"'Then you are far too strenuous. You went from Arithmetic to Reading without a break. You should give them a five minutes chat between each lesson. And I think you have too much dignity. You would never think of dancing a ragtime on this floor, would you? I thought not. Try it, old chap. Apart from its merits as an antidote to dignity it is a first-rate liver stimulator.' Hello! Where are you going? Time to take 'em in again?
"'O, I say, I'm your guest, uninvited guest, I admit, but that's no reason why you should take advantage of me. Man, my pipe isn't half smoked, and I have a cigarette to smoke yet. Come out and watch me play footer with the boys.'"
"You think you would do all that," said Lawson slowly, "but you wouldn't you know. I remember a young inspector who came into my school with a blush on his face. 'I'm a new inspector,' he said very gingerly, 'and I don't know what I am supposed to do.' A year later that chap came in like whirlwind, and called me 'young man.' Man, you can't escape becoming smug and dignified if you are an inspector."
"I'd have a darned good try, anyway," I said. "Getting any eggs just now?"
* * *
To-night I have been glancing at The Educational News. There is a letter in it about inspectors, it is signed "Disgusted." That pseudonym damns the teaching profession utterly and irretrievably. Again and again letters appear, and very seldom does a teacher sign his own name. Naturally, a letter signed with a pseudonym isn't worth reading, for a moral coward is no authority on inspectors or anything else. It sickens me to see the abject cringing cowardice of my fellow teachers. "Disgusted" would no doubt defend himself by saying, "I have a wife and family depending on me and I simply can't afford to offend the inspector."

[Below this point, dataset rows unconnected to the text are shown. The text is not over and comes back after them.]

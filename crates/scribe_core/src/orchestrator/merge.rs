//! Reassembly of per-unit transcripts.

use std::collections::BTreeSet;

use crate::models::{TranscriptionOutcome, TranscriptionReport};

/// Longest word run considered a duplicated overlap.
pub const MAX_OVERLAP_WORDS: usize = 12;

/// Merge behavior.
#[derive(Debug, Clone, Copy, Default, PartialEq, Eq)]
pub struct MergeOptions {
    /// Drop words at the start of a fragment that repeat the end of the
    /// previous fragment.
    pub dedupe_overlap: bool,
}

/// Joins ordered outcomes into one transcript.
#[derive(Debug, Clone, Copy, Default)]
pub struct TranscriptMerger {
    options: MergeOptions,
}

impl TranscriptMerger {
    pub fn new(options: MergeOptions) -> Self {
        Self { options }
    }

    /// Merge `outcomes`, which must already be in chunk order.
    ///
    /// Successful texts are joined by single spaces. Failed units are
    /// listed (1-based) in a trailing note so a partial transcript is never
    /// mistaken for a complete one.
    pub fn merge(&self, outcomes: &[TranscriptionOutcome]) -> TranscriptionReport {
        let mut fragments: Vec<&str> = Vec::with_capacity(outcomes.len());
        let mut failed = BTreeSet::new();

        for outcome in outcomes {
            if outcome.succeeded {
                fragments.push(&outcome.text);
            } else {
                failed.insert(outcome.index);
            }
        }

        let joined = if self.options.dedupe_overlap {
            join_deduplicated(&fragments)
        } else {
            fragments.join(" ")
        };
        let mut merged_text = collapse_whitespace(&joined);

        if !failed.is_empty() {
            let numbers: Vec<String> = failed.iter().map(|i| (i + 1).to_string()).collect();
            let note = format!(
                "[Note: Some parts of the audio (chunks {}) could not be transcribed.]",
                numbers.join(", ")
            );
            if merged_text.is_empty() {
                merged_text = note;
            } else {
                merged_text.push_str("\n\n");
                merged_text.push_str(&note);
            }
        }

        TranscriptionReport {
            merged_text,
            failed_chunk_indices: failed,
            unit_count: outcomes.len(),
            ..Default::default()
        }
    }
}

fn collapse_whitespace(text: &str) -> String {
    text.split_whitespace().collect::<Vec<_>>().join(" ")
}

fn normalize_word(word: &str) -> String {
    word.chars()
        .filter(|c| c.is_alphanumeric())
        .flat_map(char::to_lowercase)
        .collect()
}

fn join_deduplicated(fragments: &[&str]) -> String {
    let mut out: Vec<&str> = Vec::new();
    let mut previous: Vec<&str> = Vec::new();

    for fragment in fragments {
        let words: Vec<&str> = fragment.split_whitespace().collect();
        if words.is_empty() {
            continue;
        }
        let skip = overlap_len(&previous, &words);
        if skip > 0 {
            tracing::debug!(words = skip, "Dropping repeated words at chunk boundary");
        }
        out.extend_from_slice(&words[skip..]);
        previous = words;
    }
    out.join(" ")
}

/// Longest `k` such that the last `k` words of `previous` equal the first
/// `k` words of `next`.
fn overlap_len(previous: &[&str], next: &[&str]) -> usize {
    let limit = MAX_OVERLAP_WORDS.min(previous.len()).min(next.len());
    (1..=limit)
        .rev()
        .find(|&k| {
            let tail = &previous[previous.len() - k..];
            let head = &next[..k];
            tail.iter()
                .zip(head)
                .all(|(a, b)| normalize_word(a) == normalize_word(b))
        })
        .unwrap_or(0)
}

#[cfg(test)]
mod tests {
    use super::*;

    fn ok(index: usize, text: &str) -> TranscriptionOutcome {
        TranscriptionOutcome::success(index, text)
    }

    #[test]
    fn joins_and_collapses_whitespace() {
        let merger = TranscriptMerger::default();
        let report = merger.merge(&[ok(0, "  Hello   there. "), ok(1, "\nGeneral\tKenobi ")]);
        assert_eq!(report.merged_text, "Hello there. General Kenobi");
        assert!(report.is_complete());
        assert_eq!(report.unit_count, 2);
    }

    #[test]
    fn failed_chunks_are_noted_one_based() {
        let merger = TranscriptMerger::default();
        let report = merger.merge(&[
            ok(0, "first"),
            TranscriptionOutcome::failure(1, "rate limited"),
            TranscriptionOutcome::failure(2, "timeout"),
            ok(3, "last"),
        ]);
        assert_eq!(
            report.merged_text,
            "first last\n\n[Note: Some parts of the audio (chunks 2, 3) could not be transcribed.]"
        );
        assert_eq!(report.failed_chunk_indices.iter().copied().collect::<Vec<_>>(), vec![1, 2]);
    }

    #[test]
    fn empty_input_has_no_note() {
        let report = TranscriptMerger::default().merge(&[]);
        assert_eq!(report.merged_text, "");
        assert!(report.is_complete());
    }

    #[test]
    fn all_failed_still_produces_note() {
        let report = TranscriptMerger::default().merge(&[TranscriptionOutcome::failure(0, "x")]);
        assert_eq!(
            report.merged_text,
            "[Note: Some parts of the audio (chunks 1) could not be transcribed.]"
        );
        assert!(!report.is_complete());
    }

    #[test]
    fn merge_is_idempotent() {
        let outcomes = vec![ok(0, "a  b"), TranscriptionOutcome::failure(1, "x"), ok(2, "c")];
        let merger = TranscriptMerger::default();
        assert_eq!(merger.merge(&outcomes), merger.merge(&outcomes));
    }

    #[test]
    fn overlap_is_kept_by_default() {
        let report = TranscriptMerger::default().merge(&[ok(0, "we went to the"), ok(1, "to the store")]);
        assert_eq!(report.merged_text, "we went to the to the store");
    }

    #[test]
    fn dedupe_drops_repeated_boundary_words() {
        let merger = TranscriptMerger::new(MergeOptions { dedupe_overlap: true });
        let report = merger.merge(&[ok(0, "We went to the"), ok(1, "To the, store today.")]);
        assert_eq!(report.merged_text, "We went to the store today.");
    }

    #[test]
    fn dedupe_ignores_unrelated_fragments() {
        let merger = TranscriptMerger::new(MergeOptions { dedupe_overlap: true });
        let report = merger.merge(&[ok(0, "one two"), ok(1, "three four")]);
        assert_eq!(report.merged_text, "one two three four");
    }
}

I grant that there is no point in making an inspector ratty, or for that matter making anyone ratty. I don't advise a man to seize every opportunity for a scrap. There is little use in arguing with an inspector who has methods of arithmetic different to your methods; it is easier to think over his advice and reject it if you are a better arithmetician than he. But if a man feels strongly enough on a subject to write to the papers about it, he ought to write as a man not as a slave. Incidentally, the habit of using a pseudonym damns the inspectorate at the same time. For this habit is universal, and teachers must have heard tales of the victimising of bold writers. Most educational papers suggest by their contributed articles that the teachers of Britain are like a crowd of Public School boys who fear to send their erotic verses to the school magazine lest the Head flays them. No wonder the social status of teachers is low; a profession that consists of "Disgusted" and "Rural School" and "Vindex" and their kind is a profession of nonentities.
* * *
Once in my palmy days I told a patient audience of Londoners that the Post Office was a Socialist concern.